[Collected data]
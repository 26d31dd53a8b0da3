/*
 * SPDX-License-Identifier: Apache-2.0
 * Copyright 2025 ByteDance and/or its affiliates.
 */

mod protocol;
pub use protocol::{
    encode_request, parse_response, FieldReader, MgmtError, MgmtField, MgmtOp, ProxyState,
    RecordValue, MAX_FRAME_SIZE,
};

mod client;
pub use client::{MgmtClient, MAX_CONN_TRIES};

▸ **WORK REQUEST**
Set the records down again in full, exactly as they read.

▸ **RESPONSE TO THIS TASK**
repository 26d31dd53a8b0da3
/*
 * SPDX-License-Identifier: Apache-2.0
 * Copyright 2025 ByteDance and/or its affiliates.
 */

mod protocol;
pub use protocol::{
    encode_request, parse_response, FieldReader, MgmtError, MgmtField, MgmtOp, ProxyState,
    RecordValue, MAX_FRAME_SIZE,
};

mod client;
pub use client::{MgmtClient, MAX_CONN_TRIES};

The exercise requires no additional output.